Tarek Cherif, président de la Confédération des entreprises citoyennes de Tunisie

«La situation pénible que connaît le pays actuellement est la conséquence d’une mauvaise gouvernance et, après 2011, les choses n’ont fait que s’aggraver. La croissance a subi une dégringolade conséquente au cours des dix dernières années pour passer de 4 à 5% en moyenne à 1,5 et 2%. Le recrutement dans la fonction publique est l’élément qui a impacté considérablement les dépenses de l’Etat, notamment  en ce qui concerne la masse salariale qui est passée de 6 millions de dinars à 23 millions de dinars.

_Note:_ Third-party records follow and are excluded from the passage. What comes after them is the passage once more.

use clap::{Parser, Subcommand};
use serde_json::{json, Value};

#[derive(Parser)]
#[command(name = "secretary-cli")]
#[command(about = "Management CLI for the secretary backend", long_about = None)]
struct Cli {
    #[arg(short, long, default_value = "http://localhost:8000")]
    url: String,

    #[command(subcommand)]
    command: Commands,
}

#[derive(Subcommand)]
enum Commands {
    /// Check server health and startup phase
    Status,
    /// Change the default VOICEVOX speaker
    Speaker { id: u32 },
    /// Ask connected clients to speak a line
    Say {
        text: String,
        #[arg(short, long, default_value = "normal")]
        emotion: String,
    },
    /// Read or change feature settings
    Settings {
        #[command(subcommand)]
        action: SettingsAction,
    },
    /// Stop the server
    Shutdown,
}

#[derive(Subcommand)]
enum SettingsAction {
    /// Show all feature settings
    Get,
    /// Change one feature setting
    Set { key: String, value: String },
}

#[tokio::main]
async fn main() -> Result<(), Box<dyn std::error::Error>> {
    let cli = Cli::parse();
    let client = reqwest::Client::new();
    let base = cli.url.trim_end_matches('/');

    let request = match cli.command {
        Commands::Status => client.get(format!("{base}/health")),
        Commands::Speaker { id } => client
            .post(format!("{base}/api/voice/speaker"))
            .query(&[("speaker_id", id)]),
        Commands::Say { text, emotion } => client
            .post(format!("{base}/api/voice/speak"))
            .json(&json!({ "text": text, "emotion": emotion })),
        Commands::Settings {
            action: SettingsAction::Get,
        } => client.get(format!("{base}/api/settings/all")),
        Commands::Settings {
            action: SettingsAction::Set { key, value },
        } => client
            .post(format!("{base}/api/settings/update"))
            .json(&json!({ "key": key, "value": parse_value(&value) })),
        Commands::Shutdown => client.post(format!("{base}/shutdown")),
    };

    print_response(request.send().await?).await
}

/// Numbers and booleans are sent as JSON values, anything else as a string.
fn parse_value(raw: &str) -> Value {
    serde_json::from_str::<Value>(raw)
        .ok()
        .filter(|v| v.is_number() || v.is_boolean())
        .unwrap_or_else(|| Value::String(raw.to_string()))
}

async fn print_response(res: reqwest::Response) -> Result<(), Box<dyn std::error::Error>> {
    let status = res.status();
    if !status.is_success() {
        eprintln!("Error: server returned status {}", status);
        if let Ok(text) = res.text().await {
            eprintln!("Response: {}", text);
        }
        return Ok(());
    }

    let json: Value = res.json().await?;
    println!("{}", serde_json::to_string_pretty(&json)?);
    Ok(())
}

La politique de recrutement massif dans la fonction publique a donné l’illusion que le chômage a été absorbé par l’Etat, alors qu’en réalité, cette démarche n’a fait qu’aggraver les dépenses publiques. Ces montants auraient dû être destinés à l’investissement. La situation actuelle est une conséquence logique à toute cette mauvaise gouvernance et il ne faut pas s’étonner que l’Etat soit aujourd’hui incapable d’acheter des produits de première nécessité. Le pays continue d’adopter un modèle économique devenu obsolète et datant de l’époque du socialisme expérimental. On se demande quel est l’intérêt de disposer encore des offices importateurs de sucre, de thé et de café ?  Pour ce qui est de l’accord que la Tunisie souhaite conclure avec le Fonds monétaire international, il pourrait être appréciable si cet accord portait sur une solution pérenne. Mais nous devons nous poser des questions sur le sort de cet argent que le pays envisage d’obtenir».